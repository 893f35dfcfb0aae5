//! Engagement checks gating a claim: follow the owner, like and repost the
//! announcement cast.

use tracing::debug;

use crate::{
    config::FrameConfig,
    error::ClientResult,
    frame::Requirement,
    neynar::{ReactionKind, SocialGraph},
};

#[derive(Clone, Debug, PartialEq, Eq)]
pub struct EligibilityRule {
    pub owner_fid: u64,
    pub cast_hash: String,
    pub require_follow: bool,
    pub require_like: bool,
    pub require_repost: bool,
    /// Upper bound on following pages walked per check.
    pub max_following_pages: u32,
    pub reaction_limit: u32,
}

impl From<&FrameConfig> for EligibilityRule {
    fn from(config: &FrameConfig) -> Self {
        Self {
            owner_fid: config.owner_fid,
            cast_hash: config.required_cast_hash.clone(),
            require_follow: config.require_follow,
            require_like: config.require_like,
            require_repost: config.require_repost,
            max_following_pages: config.max_following_pages,
            reaction_limit: config.reaction_limit,
        }
    }
}

/// Conditions that are not required are never queried and count as met.
#[derive(Clone, Copy, Debug, PartialEq, Eq)]
pub struct EligibilityResult {
    pub is_following: bool,
    pub has_liked: bool,
    pub has_reposted: bool,
}

impl EligibilityResult {
    pub fn is_met(&self, requirement: Requirement) -> bool {
        match requirement {
            Requirement::Follow => self.is_following,
            Requirement::Like => self.has_liked,
            Requirement::Repost => self.has_reposted,
        }
    }

    /// Unmet conditions in follow, like, repost order.
    pub fn missing(&self) -> Vec<Requirement> {
        Requirement::ALL
            .into_iter()
            .filter(|r| !self.is_met(*r))
            .collect()
    }
}

async fn is_following(
    graph: &dyn SocialGraph,
    fid: u64,
    owner_fid: u64,
    max_pages: u32,
) -> ClientResult<bool> {
    let mut cursor: Option<String> = None;
    for page_no in 0..max_pages.max(1) {
        let page = graph.following_page(fid, cursor.as_deref()).await?;
        if page.fids.contains(&owner_fid) {
            return Ok(true);
        }
        match page.next_cursor {
            Some(next) => cursor = Some(next),
            None => return Ok(false),
        }
        debug!(fid, page = page_no + 1, "following list continues");
    }
    debug!(fid, max_pages, "following page limit reached");
    Ok(false)
}

async fn has_reacted(
    graph: &dyn SocialGraph,
    fid: u64,
    kind: ReactionKind,
    cast_hash: &str,
    limit: u32,
) -> ClientResult<bool> {
    let hashes = graph.reactions(fid, kind, limit).await?;
    Ok(hashes.iter().any(|h| h.eq_ignore_ascii_case(cast_hash)))
}

/// Runs the required checks concurrently; every one completes before the
/// result is returned. The first API failure wins.
pub async fn check_eligibility(
    graph: &dyn SocialGraph,
    fid: u64,
    rule: &EligibilityRule,
) -> ClientResult<EligibilityResult> {
    let follow = async {
        if !rule.require_follow {
            return Ok(true);
        }
        is_following(graph, fid, rule.owner_fid, rule.max_following_pages).await
    };
    let like = async {
        if !rule.require_like {
            return Ok(true);
        }
        has_reacted(graph, fid, ReactionKind::Like, &rule.cast_hash, rule.reaction_limit).await
    };
    let repost = async {
        if !rule.require_repost {
            return Ok(true);
        }
        has_reacted(graph, fid, ReactionKind::Recast, &rule.cast_hash, rule.reaction_limit).await
    };

    let (follow, like, repost) = tokio::join!(follow, like, repost);
    Ok(EligibilityResult {
        is_following: follow?,
        has_liked: like?,
        has_reposted: repost?,
    })
}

* * *

- **Action item**
The answer should be the exact lines running from the line containing "for page_no in" to the last line of the entries, with nothing else.

- **Your response**
    for page_no in 0..max_pages.max(1) {
        let page = graph.following_page(fid, cursor.as_deref()).await?;
        if page.fids.contains(&owner_fid) {
            return Ok(true);
        }
        match page.next_cursor {
            Some(next) => cursor = Some(next),
            None => return Ok(false),
        }
        debug!(fid, page = page_no + 1, "following list continues");
    }
    debug!(fid, max_pages, "following page limit reached");
    Ok(false)
}

async fn has_reacted(
    graph: &dyn SocialGraph,
    fid: u64,
    kind: ReactionKind,
    cast_hash: &str,
    limit: u32,
) -> ClientResult<bool> {
    let hashes = graph.reactions(fid, kind, limit).await?;
    Ok(hashes.iter().any(|h| h.eq_ignore_ascii_case(cast_hash)))
}

/// Runs the required checks concurrently; every one completes before the
/// result is returned. The first API failure wins.
pub async fn check_eligibility(
    graph: &dyn SocialGraph,
    fid: u64,
    rule: &EligibilityRule,
) -> ClientResult<EligibilityResult> {
    let follow = async {
        if !rule.require_follow {
            return Ok(true);
        }
        is_following(graph, fid, rule.owner_fid, rule.max_following_pages).await
    };
    let like = async {
        if !rule.require_like {
            return Ok(true);
        }
        has_reacted(graph, fid, ReactionKind::Like, &rule.cast_hash, rule.reaction_limit).await
    };
    let repost = async {
        if !rule.require_repost {
            return Ok(true);
        }
        has_reacted(graph, fid, ReactionKind::Recast, &rule.cast_hash, rule.reaction_limit).await
    };

    let (follow, like, repost) = tokio::join!(follow, like, repost);
    Ok(EligibilityResult {
        is_following: follow?,
        has_liked: like?,
        has_reposted: repost?,
    })
}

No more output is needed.